All this appeasement has achieved is the alienation and disappointment of those who actually believe and value public service broadcasting, the BBC’s original constituency. Someone who likes to be treated like an intelligent audience.
And, of course, the problem of BBC Chairman Richard Sharp continues.
‘Fairness’ is not a word that can be applied to Sharpe, who donated £400,000 to the Conservative Party. It helped facilitate his £800,000 loan to his personal friend Boris Johnson, who was about to appoint him chairman. signing time has revealed that he personally gave tens of thousands of pounds to a group funding criticism of the BBC.
Sharpe may be president of the BBC, but he is not a friend of the BBC.
Also, had another prime minister made the choice, the fact that Sharp donated to an organization hostile to the very existence of the BBC would have hampered his work. In , Boris Johnson, who was unhealthily close to sharp, chose him knowing his hostility to the BBC – and he chose him not in spite of those views, but because of them.
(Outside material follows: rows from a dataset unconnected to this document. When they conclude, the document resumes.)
use chrono::Utc;
use rand::Rng;
use std::collections::{HashMap, HashSet};
use std::sync::Arc;
use validator::Validate;

use crate::{
    config::Config,
    errors::{AppError, AppResult},
    models::domain::{
        AttemptKind, AttemptRecord, ExamPreset, LearnerProfile, QuestionId, QuestionRecord,
        TestSession, Track,
    },
    models::dto::{
        request::{ChapterTestRequest, SubjectTestRequest, SubmitAttemptRequest},
        response::SubmissionOutcome,
    },
    repositories::{LearnerProfileRepository, QuestionRepository, TestAttemptRepository},
    services::{
        performance_analyzer::PerformanceAnalyzer, scoring_service::ScoringService,
        test_assembly_service::TestAssemblyService,
    },
};

#[derive(Debug, Clone, Copy, PartialEq, Eq)]
pub struct SessionPolicy {
    /// How many recent attempts to look back over when excluding questions.
    pub recent_attempt_window: usize,
    /// When set, a test shorter than this is refused instead of warned about.
    pub minimum_test_questions: Option<usize>,
}

impl Default for SessionPolicy {
    fn default() -> Self {
        Self {
            recent_attempt_window: 5,
            minimum_test_questions: None,
        }
    }
}

impl SessionPolicy {
    pub fn from_config(config: &Config) -> Self {
        Self {
            recent_attempt_window: config.recent_attempt_window,
            minimum_test_questions: config.minimum_test_questions,
        }
    }
}

pub struct ExamSessionService {
    assembly: TestAssemblyService,
    question_repository: Arc<dyn QuestionRepository>,
    profile_repository: Arc<dyn LearnerProfileRepository>,
    attempt_repository: Arc<dyn TestAttemptRepository>,
    policy: SessionPolicy,
}

impl ExamSessionService {
    pub fn new(
        assembly: TestAssemblyService,
        question_repository: Arc<dyn QuestionRepository>,
        profile_repository: Arc<dyn LearnerProfileRepository>,
        attempt_repository: Arc<dyn TestAttemptRepository>,
        policy: SessionPolicy,
    ) -> Self {
        Self {
            assembly,
            question_repository,
            profile_repository,
            attempt_repository,
            policy,
        }
    }

    pub async fn enroll(&self, track: Track) -> AppResult<LearnerProfile> {
        let profile = self.profile_repository.save(LearnerProfile::new(track)).await?;
        log::info!("Enrolled learner {} on the {} track", profile.id, track);
        Ok(profile)
    }

    pub async fn get_profile(&self, learner_id: &str) -> AppResult<LearnerProfile> {
        self.profile_repository
            .find_by_id(learner_id)
            .await?
            .ok_or_else(|| AppError::NotFound(format!("Learner profile {}", learner_id)))
    }

    pub async fn start_initial_test<R: Rng + Send + ?Sized>(
        &self,
        learner_id: &str,
        rng: &mut R,
    ) -> AppResult<TestSession> {
        let profile = self.get_profile(learner_id).await?;
        if profile.has_completed_initial_assessment() {
            return Err(AppError::AlreadyExists(format!(
                "Initial assessment for learner {}",
                learner_id
            )));
        }

        let count = self.assembly.policy().initial_test_size;
        let planned = self.assembly.planner().plan(profile.track, count, None).total();
        let seen = self.seen_questions(learner_id).await?;
        let questions = self
            .assembly
            .assemble_initial_test(profile.track, count, &seen, rng)
            .await?;

        self.open_session(&profile, AttemptKind::Initial, questions, planned)
    }

    /// `count` defaults to the configured adaptive test size.
    pub async fn start_adaptive_test<R: Rng + Send + ?Sized>(
        &self,
        learner_id: &str,
        count: Option<usize>,
        rng: &mut R,
    ) -> AppResult<TestSession> {
        let profile = self.get_profile(learner_id).await?;
        let count = count.unwrap_or(self.assembly.policy().adaptive_test_size);
        let planned = self
            .assembly
            .planner()
            .plan(profile.track, count, Some(profile.proficiency_level))
            .total();
        let seen = self.seen_questions(learner_id).await?;
        let questions = self
            .assembly
            .assemble_adaptive_test(&profile, count, &seen, rng)
            .await?;

        self.open_session(&profile, AttemptKind::Adaptive, questions, planned)
    }

    pub async fn start_full_paper<R: Rng + Send + ?Sized>(
        &self,
        learner_id: &str,
        rng: &mut R,
    ) -> AppResult<TestSession> {
        let profile = self.get_profile(learner_id).await?;
        let planned = self.assembly.planner().plan_full_paper(profile.track).total();
        let seen = self.seen_questions(learner_id).await?;
        let questions = self
            .assembly
            .assemble_full_paper(profile.track, &seen, rng)
            .await?;

        self.open_session(&profile, AttemptKind::Full, questions, planned)
    }

    /// Starts a timed paper from the preset table. The preset's marking and
    /// duration travel with the session.
    pub async fn start_preset_test<R: Rng + Send + ?Sized>(
        &self,
        learner_id: &str,
        key: &str,
        rng: &mut R,
    ) -> AppResult<TestSession> {
        let preset = ExamPreset::find(key)
            .ok_or_else(|| AppError::NotFound(format!("Exam preset '{}'", key)))?;
        let profile = self.get_profile(learner_id).await?;
        if preset.track != profile.track {
            return Err(AppError::BadRequest(format!(
                "{} is a {} test; learner {} is enrolled on the {} track",
                preset.name, preset.track, profile.id, profile.track
            )));
        }

        let planned = self
            .assembly
            .planner()
            .plan_paper(preset.track, preset.question_count)
            .total();
        let seen = self.seen_questions(learner_id).await?;
        let questions = self.assembly.assemble_preset_test(preset, &seen, rng).await?;

        let session = self.open_session(&profile, AttemptKind::Full, questions, planned)?;
        Ok(session.with_terms(preset.marking, Some(preset.duration_minutes)))
    }

    /// The question count defaults to the configured subject test size.
    pub async fn start_subject_test<R: Rng + Send + ?Sized>(
        &self,
        learner_id: &str,
        request: &SubjectTestRequest,
        rng: &mut R,
    ) -> AppResult<TestSession> {
        request.validate()?;
        let profile = self.get_profile(learner_id).await?;
        let count = request
            .question_count
            .unwrap_or(self.assembly.policy().subject_test_size);
        let planned = self
            .assembly
            .planner()
            .plan_subject(request.track, request.subject, count, None)
            .total();
        let seen = self.seen_questions(learner_id).await?;
        let questions = self
            .assembly
            .assemble_subject_test(request.track, request.subject, count, &seen, rng)
            .await?;

        self.open_session(&profile, AttemptKind::Subject, questions, planned)
    }

    /// Chapter practice is recorded as a subject attempt.
    pub async fn start_chapter_test<R: Rng + Send + ?Sized>(
        &self,
        learner_id: &str,
        request: &ChapterTestRequest,
        rng: &mut R,
    ) -> AppResult<TestSession> {
        request.validate()?;
        let profile = self.get_profile(learner_id).await?;
        let seen = self.seen_questions(learner_id).await?;
        let questions = self
            .assembly
            .assemble_chapter_test(
                request.track,
                request.subject,
                &request.chapter,
                request.difficulty,
                request.limit,
                &seen,
                rng,
            )
            .await?;

        self.open_session(&profile, AttemptKind::Subject, questions, request.limit)
    }

    /// Scores the answers against the records as they are now, updates the
    /// learner's profile and stores the attempt.
    pub async fn submit(
        &self,
        session: &TestSession,
        request: &SubmitAttemptRequest,
    ) -> AppResult<SubmissionOutcome> {
        request.validate()?;
        if request.session_id != session.id {
            return Err(AppError::BadRequest(format!(
                "Answers are for session {}, not {}",
                request.session_id, session.id
            )));
        }

        let mut profile = self.get_profile(&session.learner_id).await?;
        if session.kind == AttemptKind::Initial && profile.has_completed_initial_assessment() {
            return Err(AppError::AlreadyExists(format!(
                "Initial assessment for learner {}",
                profile.id
            )));
        }

        let submitted_at = Utc::now();
        if let Some(deadline) = session.deadline().filter(|d| submitted_at > *d) {
            log::warn!(
                "Session {} submitted {}s after its deadline",
                session.id,
                (submitted_at - deadline).num_seconds()
            );
        }

        let answers = request.answer_sheet()?;
        let question_ids = session.question_ids();
        let lookup = self.resolve_questions(session).await?;

        let score = ScoringService::score(&question_ids, &answers, &lookup, &session.marking)?;
        let analysis = PerformanceAnalyzer::analyze(
            &mut profile,
            &question_ids,
            &answers,
            &lookup,
            session.kind,
            score.total_score,
            score.max_possible_score,
        )?;

        let attempt = ScoringService::build_attempt(
            session,
            &answers,
            &score,
            analysis.subject_scores.clone(),
            submitted_at,
        );
        let attempt = self.attempt_repository.create(attempt).await?;
        self.profile_repository.save(profile).await?;

        log::info!(
            "Learner {} scored {}/{} on {} attempt {}",
            session.learner_id,
            score.total_score,
            score.max_possible_score,
            session.kind,
            attempt.id
        );

        Ok(SubmissionOutcome {
            attempt,
            score,
            analysis,
        })
    }

    pub async fn attempt_history(
        &self,
        learner_id: &str,
        offset: u64,
        limit: i64,
    ) -> AppResult<Vec<AttemptRecord>> {
        self.attempt_repository
            .find_by_learner(learner_id, offset, limit)
            .await
    }

    async fn seen_questions(&self, learner_id: &str) -> AppResult<HashSet<QuestionId>> {
        let recent = self
            .attempt_repository
            .recent_question_ids(learner_id, self.policy.recent_attempt_window)
            .await?;
        Ok(recent.into_iter().collect())
    }

    /// Stored questions are looked up again; generated ones only exist in the
    /// session.
    async fn resolve_questions(
        &self,
        session: &TestSession,
    ) -> AppResult<HashMap<QuestionId, QuestionRecord>> {
        let persisted: Vec<i64> = session
            .questions
            .iter()
            .filter_map(|q| q.id.persisted())
            .collect();

        let mut lookup: HashMap<QuestionId, QuestionRecord> = HashMap::new();
        if !persisted.is_empty() {
            for question in self.question_repository.find_by_ids(&persisted).await? {
                lookup.insert(question.id, question);
            }
        }

        let missing = persisted.len() - lookup.len().min(persisted.len());
        if missing > 0 {
            log::warn!(
                "{} questions from session {} no longer exist and are not scored",
                missing,
                session.id
            );
        }

        for question in session.questions.iter().filter(|q| q.id.is_transient()) {
            lookup.insert(question.id, question.clone());
        }

        Ok(lookup)
    }

    fn open_session(
        &self,
        profile: &LearnerProfile,
        kind: AttemptKind,
        questions: Vec<QuestionRecord>,
        requested: usize,
    ) -> AppResult<TestSession> {
        if questions.len() < requested {
            if let Some(minimum) = self.policy.minimum_test_questions {
                if questions.len() < minimum {
                    return Err(AppError::NotFound(format!(
                        "Only {} questions available for a {} test, at least {} required",
                        questions.len(),
                        kind,
                        minimum
                    )));
                }
            }
            log::warn!(
                "Starting {} test for learner {} with {}/{} questions",
                kind,
                profile.id,
                questions.len(),
                requested
            );
        }

        let session = TestSession::new(&profile.id, kind, questions, requested);
        log::info!(
            "Started {} session {} for learner {} ({} questions)",
            kind,
            session.id,
            profile.id,
            session.questions.len()
        );
        Ok(session)
    }
}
Sharp interfered with the editing and even accused the BBC of “liberal bigotry” in an interview. Sunday Times in December. It’s hard to draw the conclusion that Sharp was brought in to help bring down the company.
He obviously has to go, as does Tim Davey. The BBC’s leadership (if you can call it that) has tarnished the BBC’s reputation for its handling of the crisis it has caused itself. Ironically, doing so violates its own guidelines. That would mean the resignation of the Speaker, Secretary-General and others elected for right-wing credentials, including Sir Robbie Gibb (then Prime Minister Theresa May’s Communications Director).
They need to be replaced by truly independent people whose sole purpose is to rebuild a dynamic and truly independent public broadcaster. This is essential for the restoration of the British democratic system.
The BBC must also return to fair and honest factual reporting and the pursuit of the truth, rather than yielding to spreading the views of charlatans in the quest for ‘fairness’. To fairly report liars and lies, we have to remind ourselves again that we need to call them liars and liars.
In the long run, the damage to the BBC’s reputation caused by its failure (for no other words) to account for a string of the most dishonest and incompetent British governments in modern history will be enormous. prize.
The BBC has been hit very hard with each round of spending cuts over the years. Licensing fees are insufficient to ensure a thriving and truly independent public broadcaster (by comparison, German licensing fees are around €220 a year, supplemented by advertising revenue). Proponents will have a harder time advocating for safer funding.
And it was all done for the benefit of the enemy who wanted it dead.